As scary and devastating is coronavirus has been here in North America, it’s that much scarier in a country that doesn’t have the health care system or the infrastructure, the access or wealth resources that we’re fortunate to have here in Boston, so when this crisis struck my most overwhelming fear was actually for our partners in Dnepropetrovsk. Specifically, because I visited their last November, and I had the chance to visit one of the local hospitals and the building is crumbling and there’s no electricity, and there’s a shortage of basic supplies and equipment is out of date.

They don’t have the most basic things that we could buy for 99 cents here. And on top of all of that is that there’s corrupt corruption that’s rampant in the country. So we heard stories of people who were sent for tests, but they didn’t know if they needed to test or not, who were prescribed medication, but didn’t know if the medication would work or not. And that’s just the healthcare system that they’re living with there and then you then overlay Coronavirus on top of that.

Also, in November, when I visited Dnepropetrovsk I had the chance to visit the Jewish Medical Center which was built, thanks to support and expertise actually from the Boston community. It’s bright and it’s modern and it’s well equipped and it’s a relief to be there. And I should say it’s called the Jewish Medical Center. But they serve everybody in the city. It’s not specifically for the Jewish community. When coronavirus hit, we turned to our partners and we said, well, what is it that you need.

And the very first thing that they asked us for was actually medical advice is it, can you can you partner us with medical professionals in Boston who can tell us how to prepare and what are the supplies and equipment that we need.

Because we had people in Boston, that it helped to build the Jewish Medical Center. They already had familiarity with Dnep and the community and what is available in Ukraine and not available. And so we were able to use that connection and based on that they came to us with a list of actual equipment and supplies that they would need and CJP’s Coronavirus emergency response fund was able to allocate $100,000.

I’m really proud to also share that they use the funds to set up a field hospital to treat coronavirus patients and a hotline. That was staffed by doctors to help anybody in Ukraine. So anyone in the country can call the hotline and get professional medical advice. I’ll just also add, we also turn to our partners, of course, in Haifa to ask them what their needs were and they asked us for support for at risk families: For Holocaust survivors, to enable remote learning for children in the Ethiopian Jewish community because it’s all fine to say we’re moving to remote learning but if you don’t have a computer and internet at home.

You’re stuck. And I’m really proud of the help, we’re able to provide that for them.But to the notion of global citizenship. We also went to them for help. There was a call here for help for the nursing centers in Boston that needed medical supplies and we didn’t know how to access it. So we asked partners in Haifa – can you help us out?

And they of course being Israeli, they said, ‘oh yeah I know an Israeli who works for a supplier in China. I’m going to be able to get you everything’ and they went and they sourced it and they found it and they shifted here.

And it arrived at Hebrew Senior Life and I’m particularly proud of that.

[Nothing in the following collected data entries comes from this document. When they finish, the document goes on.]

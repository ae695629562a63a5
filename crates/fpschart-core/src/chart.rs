// File: crates/fpschart-core/src/chart.rs
// Summary: Chart struct and headless rendering pipeline using Skia CPU raster surfaces.

use anyhow::Result;
use skia_safe as skia;

use crate::axis::{format_tick, Axis};
use crate::geometry::RectI32;
use crate::scale::PlotScale;
use crate::series::{Marker, Series};
use crate::theme::Theme;
use crate::types::{Insets, HEIGHT, WIDTH};
use crate::TextShaper;

const TICK_FONT_PX: f32 = 38.0;
const TITLE_FONT_PX: f32 = 44.0;
const LEGEND_FONT_PX: f32 = 38.0;
const TICK_MARK_PX: f32 = 14.0;

pub struct RenderOptions {
    pub width: i32,
    pub height: i32,
    pub insets: Insets,
    pub theme: Theme,
    /// Disable all text (labels, ticks, legend) to avoid font variance in tests.
    pub draw_labels: bool,
}

impl Default for RenderOptions {
    fn default() -> Self {
        Self {
            width: WIDTH,
            height: HEIGHT,
            insets: Insets::default(),
            theme: Theme::light(),
            draw_labels: true,
        }
    }
}

pub struct Chart {
    pub series: Vec<Series>,
    pub x_axis: Axis,
    pub y_axis: Axis,
}

impl Chart {
    pub fn new() -> Self {
        Self {
            series: Vec::new(),
            x_axis: Axis::default_x(),
            y_axis: Axis::default_y(),
        }
    }

    pub fn add_series(&mut self, series: Series) {
        self.series.push(series);
    }

    /// Fit axis ranges to the present data points, expanded by `margin`
    /// (fraction of the span). Missing measurements are ignored.
    /// Scale kind, ticks, and labels are left untouched.
    pub fn autoscale_axes(&mut self, margin: f64) {
        let mut x_min = f64::INFINITY;
        let mut x_max = f64::NEG_INFINITY;
        let mut y_min = f64::INFINITY;
        let mut y_max = f64::NEG_INFINITY;
        for s in &self.series {
            for (x, y) in s.present() {
                x_min = x_min.min(x);
                x_max = x_max.max(x);
                y_min = y_min.min(y);
                y_max = y_max.max(y);
            }
        }
        if !x_min.is_finite() || !y_min.is_finite() {
            return;
        }
        if (x_max - x_min).abs() < 1e-9 { x_max = x_min + 1.0; }
        if (y_max - y_min).abs() < 1e-9 { y_max = y_min + 1.0; }
        let xm = (x_max - x_min) * margin;
        let ym = (y_max - y_min) * margin;
        self.x_axis.min = x_min - xm;
        self.x_axis.max = x_max + xm;
        self.y_axis.min = y_min - ym;
        self.y_axis.max = y_max + ym;
    }

    /// Render the chart to a PNG at `output_png_path` using a CPU raster surface.
    pub fn render_to_png(
        &self,
        opts: &RenderOptions,
        output_png_path: impl AsRef<std::path::Path>,
    ) -> Result<()> {
        let mut surface = skia::surfaces::raster_n32_premul((opts.width, opts.height))
            .ok_or_else(|| anyhow::anyhow!("failed to create raster surface"))?;
        self.draw(surface.canvas(), opts);

        // Snapshot and write PNG
        let image = surface.image_snapshot();
        #[allow(deprecated)]
        let data = image
            .encode_to_data(skia::EncodedImageFormat::PNG)
            .ok_or_else(|| anyhow::anyhow!("encode PNG failed"))?;

        if let Some(parent) = output_png_path.as_ref().parent() {
            if !parent.as_os_str().is_empty() {
                std::fs::create_dir_all(parent)?;
            }
        }
        std::fs::write(output_png_path, data.as_bytes())?;
        Ok(())
    }

    /// Render to an RGBA8 buffer: (pixels, width, height, row stride in bytes).
    pub fn render_to_rgba8(&self, opts: &RenderOptions) -> Result<(Vec<u8>, i32, i32, usize)> {
        let mut surface = skia::surfaces::raster_n32_premul((opts.width, opts.height))
            .ok_or_else(|| anyhow::anyhow!("failed to create raster surface"))?;
        self.draw(surface.canvas(), opts);

        let info = skia::ImageInfo::new(
            (opts.width, opts.height),
            skia::ColorType::RGBA8888,
            skia::AlphaType::Unpremul,
            None,
        );
        let stride = opts.width as usize * 4;
        let mut pixels = vec![0u8; stride * opts.height as usize];
        if !surface.read_pixels(&info, &mut pixels, stride, (0, 0)) {
            anyhow::bail!("read_pixels failed");
        }
        Ok((pixels, opts.width, opts.height, stride))
    }

    fn draw(&self, canvas: &skia::Canvas, opts: &RenderOptions) {
        let theme = &opts.theme;
        canvas.clear(theme.background);

        let plot = RectI32::inset_of(opts.width, opts.height, &opts.insets);
        let scale = PlotScale::new(plot, &self.x_axis, &self.y_axis);

        let shaper = if opts.draw_labels { Some(TextShaper::new()) } else { None };

        draw_grid(canvas, plot, &scale, &self.x_axis, &self.y_axis, theme);
        draw_axes(
            canvas,
            plot,
            &scale,
            &self.x_axis,
            &self.y_axis,
            theme,
            shaper.as_ref(),
        );
        for (i, s) in self.series.iter().enumerate() {
            draw_line_series(canvas, &scale, s, theme.series_color(i));
        }
        if let Some(shaper) = shaper.as_ref() {
            draw_legend(canvas, plot, &self.series, theme, shaper);
        }
    }
}

impl Default for Chart {
    fn default() -> Self {
        Self::new()
    }
}

// ---- helpers ----------------------------------------------------------------

fn draw_grid(
    canvas: &skia::Canvas,
    plot: RectI32,
    scale: &PlotScale,
    x_axis: &Axis,
    y_axis: &Axis,
    theme: &Theme,
) {
    let mut paint = skia::Paint::default();
    paint.set_color(theme.grid);
    paint.set_anti_alias(true);
    paint.set_style(skia::paint::Style::Stroke);
    paint.set_stroke_width(2.0);
    paint.set_path_effect(skia::dash_path_effect::new(&[14.0, 10.0], 0.0));

    // verticals at x ticks
    for t in x_axis.tick_positions() {
        let x = scale.to_px_x(t);
        canvas.draw_line((x, plot.top as f32), (x, plot.bottom as f32), &paint);
    }
    // horizontals at y ticks
    for t in y_axis.tick_positions() {
        let y = scale.to_px_y(t);
        canvas.draw_line((plot.left as f32, y), (plot.right as f32, y), &paint);
    }
}

fn draw_axes(
    canvas: &skia::Canvas,
    plot: RectI32,
    scale: &PlotScale,
    x_axis: &Axis,
    y_axis: &Axis,
    theme: &Theme,
    shaper: Option<&TextShaper>,
) {
    let (l, t, r, b) = (
        plot.left as f32,
        plot.top as f32,
        plot.right as f32,
        plot.bottom as f32,
    );

    let mut axis_paint = skia::Paint::default();
    axis_paint.set_color(theme.axis_line);
    axis_paint.set_anti_alias(true);
    axis_paint.set_stroke_width(3.0);

    // X and Y axis lines
    canvas.draw_line((l, b), (r, b), &axis_paint);
    canvas.draw_line((l, t), (l, b), &axis_paint);

    // Tick marks
    for tick in x_axis.tick_positions() {
        let x = scale.to_px_x(tick);
        canvas.draw_line((x, b), (x, b + TICK_MARK_PX), &axis_paint);
    }
    for tick in y_axis.tick_positions() {
        let y = scale.to_px_y(tick);
        canvas.draw_line((l - TICK_MARK_PX, y), (l, y), &axis_paint);
    }

    let Some(shaper) = shaper else { return };

    // X tick labels, rotated clockwise when the axis asks for it
    for tick in x_axis.tick_positions() {
        let x = scale.to_px_x(tick);
        let label = format_tick(tick);
        if x_axis.tick_rotation_deg != 0.0 {
            shaper.draw_rotated_right(
                canvas,
                &label,
                x,
                b + TICK_MARK_PX + TICK_FONT_PX,
                x_axis.tick_rotation_deg,
                TICK_FONT_PX,
                theme.tick,
                true,
            );
        } else {
            let w = shaper.measure_width(&label, TICK_FONT_PX, true);
            shaper.draw_left(
                canvas,
                &label,
                x - w * 0.5,
                b + TICK_MARK_PX + TICK_FONT_PX,
                TICK_FONT_PX,
                theme.tick,
                true,
            );
        }
    }

    // Y tick labels, right-aligned against the axis
    for tick in y_axis.tick_positions() {
        let y = scale.to_px_y(tick);
        let label = format_tick(tick);
        let w = shaper.measure_width(&label, TICK_FONT_PX, true);
        shaper.draw_left(
            canvas,
            &label,
            l - TICK_MARK_PX - 10.0 - w,
            y + TICK_FONT_PX * 0.35,
            TICK_FONT_PX,
            theme.tick,
            true,
        );
    }

    // Axis titles: x centered below the tick labels, y rotated along the axis
    let xw = shaper.measure_width(&x_axis.label, TITLE_FONT_PX, false);
    shaper.draw_left(
        canvas,
        &x_axis.label,
        (l + r) * 0.5 - xw * 0.5,
        b + TICK_MARK_PX + TICK_FONT_PX * 3.2,
        TITLE_FONT_PX,
        theme.axis_label,
        false,
    );

    let yw = shaper.measure_width(&y_axis.label, TITLE_FONT_PX, false);
    canvas.save();
    canvas.translate((l - TICK_MARK_PX - TICK_FONT_PX * 3.0, (t + b) * 0.5));
    canvas.rotate(-90.0, None);
    shaper.draw_left(canvas, &y_axis.label, -yw * 0.5, 0.0, TITLE_FONT_PX, theme.axis_label, false);
    canvas.restore();
}

fn draw_line_series(canvas: &skia::Canvas, scale: &PlotScale, series: &Series, color: skia::Color) {
    let mut stroke = skia::Paint::default();
    stroke.set_anti_alias(true);
    stroke.set_style(skia::paint::Style::Stroke);
    stroke.set_stroke_width(4.5);
    stroke.set_color(color);

    // Polyline per contiguous run; missing values break the line.
    for run in series.segments() {
        if run.len() < 2 {
            continue;
        }
        let mut path = skia::Path::new();
        let (x0, y0) = run[0];
        path.move_to((scale.to_px_x(x0), scale.to_px_y(y0)));
        for &(x, y) in run.iter().skip(1) {
            path.line_to((scale.to_px_x(x), scale.to_px_y(y)));
        }
        canvas.draw_path(&path, &stroke);
    }

    // One marker per present point
    for (x, y) in series.present() {
        draw_marker(canvas, series.marker, scale.to_px_x(x), scale.to_px_y(y), 10.0, color);
    }
}

fn draw_marker(canvas: &skia::Canvas, marker: Marker, x: f32, y: f32, r: f32, color: skia::Color) {
    let mut fill = skia::Paint::default();
    fill.set_anti_alias(true);
    fill.set_style(skia::paint::Style::Fill);
    fill.set_color(color);

    match marker {
        Marker::Circle => {
            canvas.draw_circle((x, y), r, &fill);
        }
        Marker::Square => {
            let rect = skia::Rect::from_ltrb(x - r, y - r, x + r, y + r);
            canvas.draw_rect(rect, &fill);
        }
        Marker::Cross => {
            let mut stroke = skia::Paint::default();
            stroke.set_anti_alias(true);
            stroke.set_style(skia::paint::Style::Stroke);
            stroke.set_stroke_width(4.5);
            stroke.set_color(color);
            canvas.draw_line((x - r, y - r), (x + r, y + r), &stroke);
            canvas.draw_line((x - r, y + r), (x + r, y - r), &stroke);
        }
    }
}

fn draw_legend(
    canvas: &skia::Canvas,
    plot: RectI32,
    series: &[Series],
    theme: &Theme,
    shaper: &TextShaper,
) {
    if series.is_empty() {
        return;
    }

    let pad = 24.0f32;
    let swatch_w = 70.0f32;
    let row_h = LEGEND_FONT_PX * 1.6;
    let label_w = series
        .iter()
        .map(|s| shaper.measure_width(&s.label, LEGEND_FONT_PX, false))
        .fold(0.0f32, f32::max);
    let box_w = pad + swatch_w + 16.0 + label_w + pad;
    let box_h = pad + row_h * series.len() as f32 + pad - (row_h - LEGEND_FONT_PX);

    // Top-right corner inside the plot
    let right = plot.right as f32 - 30.0;
    let top = plot.top as f32 + 30.0;
    let rect = skia::Rect::from_ltrb(right - box_w, top, right, top + box_h);

    let mut bg = skia::Paint::default();
    bg.set_anti_alias(true);
    bg.set_style(skia::paint::Style::Fill);
    bg.set_color(theme.legend_background);
    canvas.draw_rect(rect, &bg);

    let mut border = skia::Paint::default();
    border.set_anti_alias(true);
    border.set_style(skia::paint::Style::Stroke);
    border.set_stroke_width(2.0);
    border.set_color(theme.legend_border);
    canvas.draw_rect(rect, &border);

    for (i, s) in series.iter().enumerate() {
        let color = theme.series_color(i);
        let cy = top + pad + row_h * i as f32 + LEGEND_FONT_PX * 0.5;
        let sx = rect.left + pad;

        // Line swatch with the series marker centered on it
        let mut stroke = skia::Paint::default();
        stroke.set_anti_alias(true);
        stroke.set_style(skia::paint::Style::Stroke);
        stroke.set_stroke_width(4.5);
        stroke.set_color(color);
        canvas.draw_line((sx, cy), (sx + swatch_w, cy), &stroke);
        draw_marker(canvas, s.marker, sx + swatch_w * 0.5, cy, 10.0, color);

        shaper.draw_left(
            canvas,
            &s.label,
            sx + swatch_w + 16.0,
            cy + LEGEND_FONT_PX * 0.35,
            LEGEND_FONT_PX,
            theme.axis_label,
            false,
        );
    }
}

Marc Baker: Thanks. I want to ask about the next generation. And as we start to talk about this will be probably my last question and I’ll try to take some questions that people sent in. And that people may have

You know, I think all of us are thinking not only about the needs today, but also about tomorrow, and in particular about how we transmit that kind of passion and sense of connection and collective responsibility that obviously animate both of you and everything you do.

And that brings us to the question of how we engage the next generation in this work with their own sense of global Jewish citizenship of what it means to be a Jew in the 21st century world.

And I know that we’re all doing work in this space and all thinking about this space. So maybe I’ll start with you, Asher, when you think about our next generation and how to inspire this sense of both connection and responsibility in them, you know, what do you see and how is JDC thinking about this.

Asher Ostrin: We have a program for young people called Entwine. We talked about the impact of COVID I think probably one of the biggest things that we all face is that we can’t travel anymore. I think inviting young people to spend some time in a Jew emerging Jewish community developing Jewish community or Jewish community with specific needs was always a way of inspiring and encouraging these young people to understand the sense of and develop a sense of obligation for those around the world.

That is a great way of, I think, engaging young people. We are in a post or I don’t know it’s post travel or pre travel, whatever it is, right now, we, we can’t travel, I think.

We first of all have to use technology to let them experience these things almost vicariously. The second piece is, I think we have to tell the stories and then they have to understand that there’s a there’s a whole Jewish world out there. We have raised kids in many instances, who feel very coddled and and comfortable with with their experiences. I think that’s one of the things that we’re seeing now with everything that’s going on in the social unrest in the United States, how many Jewish kids identify with what’s going on and want to find some way to express it well.

I think that that’s important in an American context. I think that it will also speak to them to understand that there are needs Jewish people around the world that don’t necessarily require going out and demonstrating but there are other ways to address those needs and to feel that you’re part of something that’s larger than yourself that you can have an impact that you can change lives and in many ways even impact the course the course of Jewish history.

It’s been done over and over again by our people and I, for one, I’m very confident that our next generation will understand that and will understand that there are channels to get involved Jewishly at home and and also around the world when we’re post-COVID.

I think about what that’s going to feel like look like for that and you know the relief of being loved ones again or to be physically in community again or for me to be on a plane. Again, we’ll all feel different types of relief when it’s safe to do all these things, again, but we all know we’re not going back to how things were before, because in the last three and a half months we’ve been forced to think about new ways to work and to connecting convene and learn and to support one another.

I don’t see it going away because we’ve been so enormously successful at it and we’re going to have opportunity to take the best of what we taken from this experience into the next world.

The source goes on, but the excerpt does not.